Keskeiset käsitteet
Selectively Informative Descriptions can mitigate undesired embedding entanglements in text-to-image personalization, improving subject preservation and alignment.
Tiivistelmä
This content discusses the challenges of biases in text-to-image personalization, proposing Selectively Informative Descriptions (SID) as a solution. The study categorizes biases and presents experimental results supporting the effectiveness of SID in reducing undesired embedding entanglements. It also compares different models and measures to evaluate the impact of SID on subject preservation and alignment.
Directory:
- Introduction
- Text-to-image diffusion models have shown remarkable capabilities.
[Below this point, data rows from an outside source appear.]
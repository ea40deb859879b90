//! Fraud review and ledger endpoints. Admin only.

use axum::extract::{Path, Query, State};
use axum::http::header::{CONTENT_DISPOSITION, CONTENT_TYPE};
use axum::response::IntoResponse;
use axum::Json;
use serde::{Deserialize, Serialize};

use super::actor::require_admin;
use super::AppState;
use crate::domain::{Actor, AntifraudFlag, PaymentEscrow, ServiceStatus};
use crate::error::{AppError, EngineError};

#[derive(Debug, Deserialize)]
#[serde(rename_all = "camelCase")]
pub struct FlagsQuery {
    /// Defaults to true.
    pub pending: Option<bool>,
}

#[derive(Debug, Serialize)]
#[serde(rename_all = "camelCase")]
pub struct ReleaseResponse {
    pub released: bool,
    pub escrow: PaymentEscrow,
}

pub async fn list_flags(
    State(state): State<AppState>,
    actor: Actor,
    Query(params): Query<FlagsQuery>,
) -> Result<Json<Vec<AntifraudFlag>>, AppError> {
    let pending_only = params.pending.unwrap_or(true);
    Ok(Json(
        state
            .lifecycle
            .antifraud()
            .list_flags(&actor, pending_only)
            .await?,
    ))
}

pub async fn resolve_flag(
    State(state): State<AppState>,
    actor: Actor,
    Path(id): Path<i64>,
) -> Result<Json<AntifraudFlag>, AppError> {
    Ok(Json(state.lifecycle.antifraud().resolve(&actor, id).await?))
}

pub async fn export_escrows(
    State(state): State<AppState>,
    actor: Actor,
) -> Result<impl IntoResponse, AppError> {
    require_admin(&actor, "export escrows")?;
    let body = state.lifecycle.ledger().export_escrows_csv().await?;
    Ok((
        [
            (CONTENT_TYPE, "text/csv; charset=utf-8"),
            (CONTENT_DISPOSITION, "attachment; filename=\"escrows.csv\""),
        ],
        body,
    ))
}

/// Retry a release that failed after completion. Idempotent.
pub async fn release_escrow(
    State(state): State<AppState>,
    actor: Actor,
    Path(id): Path<i64>,
) -> Result<Json<ReleaseResponse>, AppError> {
    require_admin(&actor, "release escrow")?;
    let escrow = state
        .repo
        .get_escrow(id)
        .await?
        .ok_or_else(|| EngineError::not_found("escrow", id))?;
    let request = state
        .repo
        .get_request(escrow.service_request_id)
        .await?
        .ok_or_else(|| EngineError::not_found("service request", escrow.service_request_id))?;
    if request.status != ServiceStatus::Completed {
        return Err(EngineError::InvalidTransition {
            from: request.status,
            action: "release escrow",
        }
        .into());
    }

    let released = state.lifecycle.ledger().release_escrow(id).await?;
    let escrow = state
        .repo
        .get_escrow(id)
        .await?
        .ok_or_else(|| EngineError::not_found("escrow", id))?;
    Ok(Json(ReleaseResponse { released, escrow }))
}
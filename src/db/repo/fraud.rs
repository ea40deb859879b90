//! Anti-fraud flag persistence.

use crate::domain::{AntifraudFlag, FlagDraft, TimeMs};
use sqlx::sqlite::SqliteRow;
use sqlx::Row;

use super::{parsed, Repository};

const FLAG_COLUMNS: &str = r#"
    id, service_request_id, user_id, reason, severity, details, resolved, resolved_by,
    created_at, resolved_at
"#;

fn flag_from_row(row: &SqliteRow) -> Result<AntifraudFlag, sqlx::Error> {
    Ok(AntifraudFlag {
        id: row.try_get("id")?,
        service_request_id: row.try_get("service_request_id")?,
        user_id: row.try_get("user_id")?,
        reason: parsed(row, "reason")?,
        severity: parsed(row, "severity")?,
        details: row.try_get("details")?,
        resolved: row.try_get::<i64, _>("resolved")? != 0,
        resolved_by: row.try_get("resolved_by")?,
        created_at: TimeMs::new(row.try_get("created_at")?),
        resolved_at: row.try_get::<Option<i64>, _>("resolved_at")?.map(TimeMs::new),
    })
}

impl Repository {
    /// Insert a flag unless the request already carries one for the same reason.
    ///
    /// Returns `None` when the flag already existed.
    pub async fn insert_flag(
        &self,
        service_request_id: i64,
        draft: &FlagDraft,
        at: TimeMs,
    ) -> Result<Option<AntifraudFlag>, sqlx::Error> {
        let result = sqlx::query(
            r#"
            INSERT INTO antifraud_flags
            (service_request_id, user_id, reason, severity, details, created_at)
            VALUES (?, ?, ?, ?, ?, ?)
            ON CONFLICT (service_request_id, reason) DO NOTHING
            "#,
        )
        .bind(service_request_id)
        .bind(draft.user_id)
        .bind(draft.reason.as_str())
        .bind(draft.severity.as_str())
        .bind(&draft.details)
        .bind(at.as_ms())
        .execute(&self.pool)
        .await?;

        if result.rows_affected() == 0 {
            return Ok(None);
        }

        Ok(Some(AntifraudFlag {
            id: result.last_insert_rowid(),
            service_request_id,
            user_id: draft.user_id,
            reason: draft.reason,
            severity: draft.severity,
            details: draft.details.clone(),
            resolved: false,
            resolved_by: None,
            created_at: at,
            resolved_at: None,
        }))
    }

    pub async fn get_flag(&self, id: i64) -> Result<Option<AntifraudFlag>, sqlx::Error> {
        let sql = format!("SELECT {} FROM antifraud_flags WHERE id = ?", FLAG_COLUMNS);
        sqlx::query(&sql)
            .bind(id)
            .fetch_optional(&self.pool)
            .await?
            .map(|row| flag_from_row(&row))
            .transpose()
    }

    /// Flags ordered newest first.
    pub async fn list_flags(&self, pending_only: bool) -> Result<Vec<AntifraudFlag>, sqlx::Error> {
        let sql = format!(
            "SELECT {} FROM antifraud_flags WHERE (? = 0 OR resolved = 0) ORDER BY created_at DESC, id DESC",
            FLAG_COLUMNS
        );
        let rows = sqlx::query(&sql)
            .bind(pending_only as i64)
            .fetch_all(&self.pool)
            .await?;
        rows.iter().map(flag_from_row).collect()
    }

    pub async fn flags_for_request(
        &self,
        service_request_id: i64,
    ) -> Result<Vec<AntifraudFlag>, sqlx::Error> {
        let sql = format!(
            "SELECT {} FROM antifraud_flags WHERE service_request_id = ? ORDER BY id ASC",
            FLAG_COLUMNS
        );
        let rows = sqlx::query(&sql)
            .bind(service_request_id)
            .fetch_all(&self.pool)
            .await?;
        rows.iter().map(flag_from_row).collect()
    }

    /// Mark a flag resolved. Returns false if it was already resolved or does not exist.
    pub async fn resolve_flag(&self, id: i64, admin_id: i64, at: TimeMs) -> Result<bool, sqlx::Error> {
        let result = sqlx::query(
            r#"
            UPDATE antifraud_flags SET resolved = 1, resolved_by = ?, resolved_at = ?
            WHERE id = ? AND resolved = 0
            "#,
        )
        .bind(admin_id)
        .bind(at.as_ms())
        .bind(id)
        .execute(&self.pool)
        .await?;
        Ok(result.rows_affected() == 1)
    }
}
- Recent works focus on personalized image generation.
- Related Work
- Overview of text-to-image diffusion models and vision-language models.
- Method
- Proposal of SID to reduce embedding entanglements.
- Experiments
- Comprehensive experiments verifying the enhancement from SID.
- Analysis of cross-attention map
- Visualization of cross-attention maps highlighting embedding focus.
- Analysis of three key measures
- Introduction of customized measures for evaluating subject preservation and non-subject disentanglement.
- Discussion
- Comparison with negative prompts and segmentation, limitations, and potential enhancements.
Tilastot
In text-to-image personalization, overfitting is addressed by optimization-based or encoder-based approaches [12, 15, 24, 45, 57].
DreamBooth [45] fine-tunes pre-trained models with few reference images using specific text descriptions like "a [v] [class name]" or "photo of a [v] [class name]."
SID (Selectively Informative Description) deviates from traditional approaches by including informative specifications about undesired objects in train descriptions to reduce undesired embedding entanglements.
Lainaukset
"SID significantly diminishes the probability of undesired entanglement between subject embedding [v] and non-subject information."
"Our method is selective because we deliberately avoid incorporating informative specifications of the 'subject' itself into the train descriptions."